Yerin ignored him and started working on draining the Life Well one globule of liquid at a time. 

It was this water, she was sure of it. The parasite had gotten into this water, and it had given her more definition. More… ability to slip her leash at will. Yerin could feel it even now. It could escape whenever it wanted to.

Her nerves got the better of her. Rather than continuing to drain the well with the construct, she went to see if she could try and dislodge its legs from the floor.

With some effort, it turned out she could. She wrenched the old black iron from the ground with a loud squeal. Apparently, whatever generated the Life Well water was the nozzle attached to the ceiling above, where the water probably fell. The tub was just made of ordinary metal, and was probably not even scripted in place. 

“Ah, that should not have been possible,” Dross said from where he sat on the ground, “I am guessing the decay of the pocket world has disconnected the scripts meant to preserve some of this facility’s interior.”

She poured the water directly from the well into her two waiting barrels. Like she suspected, she got two full barrels from it. There was some left inside, and she would try and scoop it up with one of the jugs—

“Ah, hey, Yerin? Not to alarm you or anything, but that thing I said about the pocket world’s decay disconnecting the scripts meant to preserve some of this facility’s interior, it’s—well, if you look over at where you fired your Striker technique, you will—”

Dross hadn’t been able to finish blabbering out all he wanted to say before a crushing pressure almost drove her to her knees. It lasted only a moment. She turned around to where she had sent the cultist.

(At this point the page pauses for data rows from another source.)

//! Test doubles shared by the unit tests

use async_trait::async_trait;
use lexforge_common::embeddings::Embedder;
use lexforge_common::errors::{AppError, Result};
use lexforge_common::models::{Metadata, PointId, QueryResult, RawPoint, UserRef};
use lexforge_common::store::{CollectionInfo, InMemoryVectorStore, PointStore, ScrollPage, ScrollRequest, StoredRecord, VectorStore};
use std::collections::{HashMap, HashSet};
use std::sync::atomic::{AtomicUsize, Ordering};
use std::sync::Arc;

/// Embedder returning fixed vectors per text
pub struct StaticEmbedder {
    vectors: HashMap<String, Vec<f32>>,
    fallback: Vec<f32>,
    fail: bool,
    calls: AtomicUsize,
    embedded: AtomicUsize,
}

impl StaticEmbedder {
    pub fn new(fallback: Vec<f32>) -> Self {
        Self {
            vectors: HashMap::new(),
            fallback,
            fail: false,
            calls: AtomicUsize::new(0),
            embedded: AtomicUsize::new(0),
        }
    }

    pub fn failing() -> Self {
        Self {
            fail: true,
            ..Self::new(Vec::new())
        }
    }

    pub fn with(mut self, text: &str, vector: Vec<f32>) -> Self {
        self.vectors.insert(text.to_string(), vector);
        self
    }

    /// Number of embed calls
    pub fn calls(&self) -> usize {
        self.calls.load(Ordering::SeqCst)
    }

    /// Number of texts embedded across all calls
    pub fn embedded(&self) -> usize {
        self.embedded.load(Ordering::SeqCst)
    }
}

#[async_trait]
impl Embedder for StaticEmbedder {
    async fn embed_batch(&self, texts: &[String], _prefix: Option<&str>, _user: Option<&UserRef>) -> Result<Vec<Vec<f32>>> {
        self.calls.fetch_add(1, Ordering::SeqCst);
        if self.fail {
            return Err(AppError::EmbeddingError {
                message: "provider offline".into(),
            });
        }
        self.embedded.fetch_add(texts.len(), Ordering::SeqCst);
        Ok(texts
            .iter()
            .map(|t| self.vectors.get(t).cloned().unwrap_or_else(|| self.fallback.clone()))
            .collect())
    }

    fn model_name(&self) -> &str {
        "static"
    }

    fn dimension(&self) -> usize {
        self.fallback.len()
    }
}

/// Wraps the in-memory store and fails every call for selected collections
pub struct FlakyStore {
    pub inner: InMemoryVectorStore,
    broken: HashSet<String>,
    pub searches: AtomicUsize,
    pub gets: AtomicUsize,
}

impl FlakyStore {
    pub fn new(inner: InMemoryVectorStore) -> Self {
        Self {
            inner,
            broken: HashSet::new(),
            searches: AtomicUsize::new(0),
            gets: AtomicUsize::new(0),
        }
    }

    pub fn breaking(mut self, collection: &str) -> Self {
        self.broken.insert(collection.to_string());
        self
    }

    fn check(&self, collection: &str) -> Result<()> {
        if self.broken.contains(collection) {
            return Err(AppError::Store {
                collection: collection.to_string(),
                message: "connection refused".into(),
            });
        }
        Ok(())
    }
}

#[async_trait]
impl VectorStore for FlakyStore {
    async fn search(&self, collection: &str, vectors: &[Vec<f32>], limit: usize) -> Result<QueryResult> {
        self.searches.fetch_add(1, Ordering::SeqCst);
        self.check(collection)?;
        self.inner.search(collection, vectors, limit).await
    }

    async fn get(&self, collection: &str) -> Result<QueryResult> {
        self.gets.fetch_add(1, Ordering::SeqCst);
        self.check(collection)?;
        self.inner.get(collection).await
    }
}

#[async_trait]
impl PointStore for FlakyStore {
    async fn collection_info(&self, collection: &str) -> Result<CollectionInfo> {
        self.check(collection)?;
        self.inner.collection_info(collection).await
    }

    async fn search_points(&self, collection: &str, vector: &[f32], limit: usize, with_vectors: bool) -> Result<Vec<RawPoint>> {
        self.searches.fetch_add(1, Ordering::SeqCst);
        self.check(collection)?;
        self.inner.search_points(collection, vector, limit, with_vectors).await
    }

    async fn scroll(&self, collection: &str, request: ScrollRequest) -> Result<ScrollPage> {
        self.check(collection)?;
        self.inner.scroll(collection, request).await
    }
}

/// Record with `name` metadata
pub fn record(id: u64, text: &str, vector: Vec<f32>) -> StoredRecord {
    let mut metadata = Metadata::new();
    metadata.insert("name".into(), serde_json::json!(text));
    StoredRecord {
        id: PointId::Num(id),
        text: Some(text.to_string()),
        metadata,
        vector,
    }
}

/// Store with one collection holding `(text, vector)` records
pub async fn store_with(collection: &str, docs: &[(&str, Vec<f32>)]) -> InMemoryVectorStore {
    let store = InMemoryVectorStore::new();
    store
        .upsert(
            collection,
            docs.iter()
                .enumerate()
                .map(|(i, (t, v))| record(i as u64, t, v.clone()))
                .collect(),
        )
        .await;
    store
}

pub fn shared<T>(value: T) -> Arc<T> {
    Arc::new(value)
}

She was standing shakily, facing away from Yerin, towards the cage wall.

One of the countless cages built into the wall had been damaged by her Rippling Sword, scripted glass shattered and steel cut in twain. A great flood of amniotic fluid poured out, and as the stream began to taper off, the broken cage failed entirely with a screech of bending steel. Out from the wreckage rolled a titanic creature, lying on its stomach amidst loosely scattered limbs. 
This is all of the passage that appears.